Duchenne muscular dystrophy (DMD) is a severe neuromuscular disorder caused by DMD gene mutations, leading to the loss of functional dystrophin. While antisense oligonucleotide (ASO)-mediated exon skipping offers therapeutic potential, its efficacy in cardiac muscle remains limited. Here, we investigate DG9, a cell-penetrating peptide derived from human polyhomeotic 1 homolog (Hph-1) transcription factor, as an enhancer of phosphorodiamidate morpholino oligomer (PMO)-based therapy targeting exon 44. In a humanized DMD mouse model (hDMDdel45;mdx), DG9-PMO significantly increases exon skipping, restores dystrophin expression, and improves muscle function, particularly in the heart.
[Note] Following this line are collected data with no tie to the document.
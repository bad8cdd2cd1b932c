//! send 命令处理

use anyhow::{bail, Context, Result};
use clap::Args;
use serde_json::{Map, Value};
use std::path::PathBuf;
use tracing::info;

use super::{open_settings, parse_value};
use crate::cli::output::format_output;
use crate::notifier::{Notifier, OverlayNotifier};
use crate::payload::{Media, NotifierOptions};

/// send 命令参数
#[derive(Args)]
pub struct SendArgs {
    /// 通知标题
    #[arg(long, short)]
    pub title: String,
    /// 通知正文
    #[arg(long, short)]
    pub body: Option<String>,
    /// 图片：mdi 图标名、data URL 或 http(s) 地址
    #[arg(long, short, conflicts_with = "media_file")]
    pub media: Option<String>,
    /// 从本地文件读取图片
    #[arg(long)]
    pub media_file: Option<PathBuf>,
    /// 大图标（mdi 图标名时覆盖 largeIcon 设置）
    #[arg(long)]
    pub icon: Option<String>,
    /// 渲染端字段覆盖，格式 key=value，可重复
    #[arg(long = "set", value_name = "KEY=VALUE")]
    pub overrides: Vec<String>,
    /// 临时覆盖渲染端地址
    #[arg(long)]
    pub server_url: Option<String>,
    /// 设置文件路径
    #[arg(long)]
    pub config: Option<PathBuf>,
    /// 以 JSON 输出队列统计
    #[arg(long)]
    pub json: bool,
}

/// 解析 key=value 覆盖项
pub fn parse_overrides(pairs: &[String]) -> Result<Map<String, Value>> {
    let mut map = Map::new();
    for pair in pairs {
        let Some((key, value)) = pair.split_once('=') else {
            bail!("Invalid override '{}', expected KEY=VALUE", pair);
        };
        let key = key.trim();
        if key.is_empty() {
            bail!("Invalid override '{}', key is empty", pair);
        }
        map.insert(key.to_string(), parse_value(value));
    }
    Ok(map)
}

/// 发送一条通知并等待队列清空
pub async fn handle_send(args: SendArgs) -> Result<()> {
    let file = open_settings(args.config);
    let mut config = file
        .load()
        .with_context(|| format!("Failed to load settings from {}", file.path().display()))?;

    if let Some(url) = args.server_url {
        config = config.with_server_url(url);
    }
    if config.destination().is_none() {
        bail!("Server URL is not configured, run `overlay-notify set serverUrl <url>` or pass --server-url");
    }

    let media = match (args.media, args.media_file) {
        (Some(text), _) => Some(Media::from(text)),
        (None, Some(path)) => {
            let bytes = tokio::fs::read(&path)
                .await
                .with_context(|| format!("Failed to read media file {}", path.display()))?;
            Some(Media::from(bytes))
        }
        (None, None) => None,
    };

    let mut options = NotifierOptions::new();
    if let Some(body) = args.body {
        options = options.with_body(body);
    }
    let overrides = parse_overrides(&args.overrides)?;
    if !overrides.is_empty() {
        options = options.with_overrides(overrides);
    }

    let notifier = OverlayNotifier::new(config);
    notifier
        .send_notification(&args.title, Some(&options), media, args.icon.map(Media::from))
        .await;
    notifier.drain().await;
    notifier.shutdown().await;

    let stats = notifier.stats();
    info!(delivered = stats.delivered, failed = stats.failed, "Send finished");

    if args.json {
        println!("{}", format_output(&stats, true));
    }

    if stats.delivered == 0 {
        bail!("Notification was not delivered");
    }
    Ok(())
}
Mechanistically, DG9-PMO enhances intracellular uptake through multiple endocytic pathways and achieves superior nuclear localization. Compared to the benchmark R6G peptide, DG9-PMO exhibits greater efficacy in cardiac tissue with no detectable toxicity. These findings highlight DG9-PMO as a promising next-generation exon-skipping therapy with potential clinical relevance for improving both skeletal and cardiac outcomes in DMD patients.